- **Task statement**
Going through the data below, find how many lines include the word "routines", and reply with that number alone.

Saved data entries
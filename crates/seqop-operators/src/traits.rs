//! Operator errors and the index-based primitives shared by sort and shuffle.
//!
//! The generic routines only ever address elements by index. A sequence
//! exposes its length and a value swap; an order adapter additionally answers
//! "is the element at `i` less than the one at `j`" with a caller comparator.

use seqop_core::shape::{ShapeError, TypeTag};

use thiserror::Error;

#[derive(Debug, Error)]
pub enum OpError {
    /// A supplied function does not fit the operation. Raised before any
    /// element is processed.
    #[error("contract violation in `{op}`: {source}")]
    Contract {
        op: &'static str,
        source: ShapeError,
    },

    #[error("type mismatch: expected `{expected}`, found `{found}`")]
    Downcast { expected: TypeTag, found: TypeTag },

    #[error(transparent)]
    Core(#[from] seqop_core::Error),
}

impl OpError {
    pub fn is_contract(&self) -> bool {
        matches!(self, OpError::Contract { .. })
    }
}

/// Length plus value swap. Enough for shuffling.
pub trait Sequence {
    fn len(&self) -> usize;

    /// Exchange the values at `i` and `j`.
    fn swap(&mut self, i: usize, j: usize);

    fn is_empty(&self) -> bool {
        self.len() == 0
    }
}

/// A sequence that can also compare two of its positions.
///
/// `less` must describe a strict weak ordering for the sort routines to
/// produce sorted output; anything else only permutes the elements.
pub trait OrderAdapter: Sequence {
    fn less(&mut self, i: usize, j: usize) -> bool;
}

impl<T> Sequence for [T] {
    fn len(&self) -> usize {
        <[T]>::len(self)
    }

    fn swap(&mut self, i: usize, j: usize) {
        <[T]>::swap(self, i, j)
    }
}
#![forbid(unsafe_code)]
//! seqop-core: the pieces every operator flavour shares.
//!
//! - `shape`: runtime descriptors of function signatures (`TypeTag`, `FnShape`)
//!   and the `ShapeError` raised when a supplied function does not fit.
//! - `random`: the uniform integer source consumed by shuffle.
//! - `config`: serializable tuning knobs (seed, sort thresholds).
//!
//! Keep this crate free of operator logic.

pub mod config;
pub mod error;
pub mod prelude;
pub mod random;
pub mod shape;

pub use error::{Error, Result};
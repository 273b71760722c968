//! Generic comparison sorts over an `OrderAdapter`.
//!
//! `unstable` is an introsort (median-of-three quicksort, heapsort once the
//! depth budget runs out, insertion sort on short ranges). `stable` sorts
//! fixed-width blocks by insertion and merges them pairwise in place with
//! SymMerge; it performs O(n log n) comparisons and O(n log² n) swaps and
//! never allocates.

pub mod adapter;
mod stable;
mod unstable;

use seqop_core::config::SeqConfig;

use crate::traits::OrderAdapter;

/// Sort `data` without preserving the order of equal elements.
pub fn unstable<A: OrderAdapter + ?Sized>(data: &mut A, cfg: &SeqConfig) {
    unstable::sort(data, cfg.insertion_threshold.max(1));
}

/// Sort `data`, keeping equal elements in their original relative order.
pub fn stable<A: OrderAdapter + ?Sized>(data: &mut A, cfg: &SeqConfig) {
    stable::sort(data, cfg.stable_block_size.max(1));
}

/// True if no element is less than its predecessor.
pub fn is_sorted<A: OrderAdapter + ?Sized>(data: &mut A) -> bool {
    let n = data.len();
    for i in (1..n).rev() {
        if data.less(i, i - 1) {
            return false;
        }
    }
    true
}

/// Insertion-sort `data[a..b]`. Stable.
pub(crate) fn insertion_sort<A: OrderAdapter + ?Sized>(data: &mut A, a: usize, b: usize) {
    for i in a + 1..b {
        let mut j = i;
        while j > a && data.less(j, j - 1) {
            data.swap(j, j - 1);
            j -= 1;
        }
    }
}
//! Host crate for the integration tests under the workspace `tests/` directory.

- **Result for this exercise**
2